SOURCE MATERIAL >>
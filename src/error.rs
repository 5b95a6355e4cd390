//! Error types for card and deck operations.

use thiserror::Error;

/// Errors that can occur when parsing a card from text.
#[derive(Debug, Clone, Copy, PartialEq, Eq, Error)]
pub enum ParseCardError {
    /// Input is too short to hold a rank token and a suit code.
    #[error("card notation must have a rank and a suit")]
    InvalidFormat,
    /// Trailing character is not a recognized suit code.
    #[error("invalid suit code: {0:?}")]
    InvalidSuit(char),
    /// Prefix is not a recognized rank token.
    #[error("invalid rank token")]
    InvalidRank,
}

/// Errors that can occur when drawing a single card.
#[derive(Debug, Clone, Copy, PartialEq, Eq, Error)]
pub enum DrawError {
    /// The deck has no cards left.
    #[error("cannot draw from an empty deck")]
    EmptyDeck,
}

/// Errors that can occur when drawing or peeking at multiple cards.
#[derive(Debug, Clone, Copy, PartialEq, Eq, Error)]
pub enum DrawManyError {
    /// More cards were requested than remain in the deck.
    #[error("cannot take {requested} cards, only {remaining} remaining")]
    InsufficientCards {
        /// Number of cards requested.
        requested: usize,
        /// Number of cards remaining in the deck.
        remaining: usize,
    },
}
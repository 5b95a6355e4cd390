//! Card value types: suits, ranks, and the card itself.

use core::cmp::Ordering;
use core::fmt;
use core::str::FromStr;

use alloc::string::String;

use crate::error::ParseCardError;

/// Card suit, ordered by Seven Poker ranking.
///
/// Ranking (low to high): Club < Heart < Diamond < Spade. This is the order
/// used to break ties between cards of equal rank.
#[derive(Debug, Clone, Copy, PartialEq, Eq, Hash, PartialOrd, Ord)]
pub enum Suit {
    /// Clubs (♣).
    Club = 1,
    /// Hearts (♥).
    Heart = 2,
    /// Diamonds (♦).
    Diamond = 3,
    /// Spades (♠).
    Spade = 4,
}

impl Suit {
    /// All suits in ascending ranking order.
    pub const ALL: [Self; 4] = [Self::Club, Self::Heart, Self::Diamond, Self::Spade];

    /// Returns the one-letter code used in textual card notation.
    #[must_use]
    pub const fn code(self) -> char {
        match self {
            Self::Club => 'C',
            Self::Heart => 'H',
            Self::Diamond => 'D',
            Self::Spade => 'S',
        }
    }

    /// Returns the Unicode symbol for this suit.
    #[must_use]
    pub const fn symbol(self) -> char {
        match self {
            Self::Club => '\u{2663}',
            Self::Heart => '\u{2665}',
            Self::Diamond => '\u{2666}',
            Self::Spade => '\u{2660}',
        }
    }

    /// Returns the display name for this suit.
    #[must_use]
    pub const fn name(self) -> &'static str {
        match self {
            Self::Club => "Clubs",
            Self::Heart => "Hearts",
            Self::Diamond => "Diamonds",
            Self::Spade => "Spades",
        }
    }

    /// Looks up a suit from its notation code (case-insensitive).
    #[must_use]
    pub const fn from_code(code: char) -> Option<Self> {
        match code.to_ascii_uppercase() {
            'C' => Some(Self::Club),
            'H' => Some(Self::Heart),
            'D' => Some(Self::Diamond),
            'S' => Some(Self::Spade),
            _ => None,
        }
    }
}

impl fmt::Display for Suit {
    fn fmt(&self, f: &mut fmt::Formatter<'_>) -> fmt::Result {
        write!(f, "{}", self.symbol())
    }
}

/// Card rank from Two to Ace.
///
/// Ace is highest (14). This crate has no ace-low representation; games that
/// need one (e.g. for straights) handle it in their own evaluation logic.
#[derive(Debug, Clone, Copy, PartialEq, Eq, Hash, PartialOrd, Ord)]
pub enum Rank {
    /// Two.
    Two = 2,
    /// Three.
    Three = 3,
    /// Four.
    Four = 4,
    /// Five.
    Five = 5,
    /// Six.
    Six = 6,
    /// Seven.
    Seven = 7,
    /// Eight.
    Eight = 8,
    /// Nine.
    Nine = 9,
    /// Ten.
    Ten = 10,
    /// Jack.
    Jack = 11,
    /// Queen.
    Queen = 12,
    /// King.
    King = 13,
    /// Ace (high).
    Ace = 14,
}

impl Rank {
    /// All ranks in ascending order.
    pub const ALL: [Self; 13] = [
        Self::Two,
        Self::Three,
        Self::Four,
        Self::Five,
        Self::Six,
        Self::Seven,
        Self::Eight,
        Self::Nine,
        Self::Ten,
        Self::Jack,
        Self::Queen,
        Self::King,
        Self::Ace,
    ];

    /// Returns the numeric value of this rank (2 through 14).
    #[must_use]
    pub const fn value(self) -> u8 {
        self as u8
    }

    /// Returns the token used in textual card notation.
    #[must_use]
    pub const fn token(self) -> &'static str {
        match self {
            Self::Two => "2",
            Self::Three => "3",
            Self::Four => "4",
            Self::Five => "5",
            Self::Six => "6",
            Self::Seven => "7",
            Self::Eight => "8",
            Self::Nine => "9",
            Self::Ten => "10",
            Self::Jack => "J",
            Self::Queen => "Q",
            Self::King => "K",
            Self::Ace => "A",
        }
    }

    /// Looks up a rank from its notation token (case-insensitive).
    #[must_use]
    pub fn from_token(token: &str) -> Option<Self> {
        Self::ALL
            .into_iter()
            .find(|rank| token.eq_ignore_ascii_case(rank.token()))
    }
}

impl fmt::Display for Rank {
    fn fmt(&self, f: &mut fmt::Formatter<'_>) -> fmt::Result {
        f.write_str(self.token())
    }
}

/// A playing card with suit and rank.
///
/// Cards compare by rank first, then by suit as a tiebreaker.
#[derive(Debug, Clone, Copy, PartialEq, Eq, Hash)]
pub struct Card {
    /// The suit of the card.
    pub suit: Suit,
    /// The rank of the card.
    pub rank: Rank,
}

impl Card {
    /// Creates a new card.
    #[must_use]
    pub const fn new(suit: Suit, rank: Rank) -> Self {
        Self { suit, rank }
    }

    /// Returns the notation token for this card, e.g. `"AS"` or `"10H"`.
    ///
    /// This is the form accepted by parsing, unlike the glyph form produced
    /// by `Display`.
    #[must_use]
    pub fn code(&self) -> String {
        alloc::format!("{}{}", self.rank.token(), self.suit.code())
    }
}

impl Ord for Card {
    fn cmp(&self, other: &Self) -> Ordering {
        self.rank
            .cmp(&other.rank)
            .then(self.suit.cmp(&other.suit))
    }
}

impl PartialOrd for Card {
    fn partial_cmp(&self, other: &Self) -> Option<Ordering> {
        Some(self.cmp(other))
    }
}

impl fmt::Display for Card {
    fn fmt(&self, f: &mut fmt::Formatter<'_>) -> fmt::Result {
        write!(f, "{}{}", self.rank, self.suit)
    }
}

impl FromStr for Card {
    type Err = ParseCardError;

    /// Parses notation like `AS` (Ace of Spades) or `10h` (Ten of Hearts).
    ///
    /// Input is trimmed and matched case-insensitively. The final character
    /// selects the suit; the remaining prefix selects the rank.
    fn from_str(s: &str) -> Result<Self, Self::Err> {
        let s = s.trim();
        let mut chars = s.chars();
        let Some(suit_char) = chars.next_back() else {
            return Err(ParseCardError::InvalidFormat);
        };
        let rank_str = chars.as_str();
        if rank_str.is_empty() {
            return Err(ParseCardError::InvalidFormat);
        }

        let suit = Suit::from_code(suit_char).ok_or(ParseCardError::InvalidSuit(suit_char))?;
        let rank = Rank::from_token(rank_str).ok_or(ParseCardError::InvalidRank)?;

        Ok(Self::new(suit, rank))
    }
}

EXERCISE REQUIREMENTS >> Look through the data and gather every line with the string "enum" in it.

ANSWER FOR THE TASK >>
pub enum ParseCardError {
pub enum DrawError {
pub enum DrawManyError {
pub enum Suit {
pub enum Rank {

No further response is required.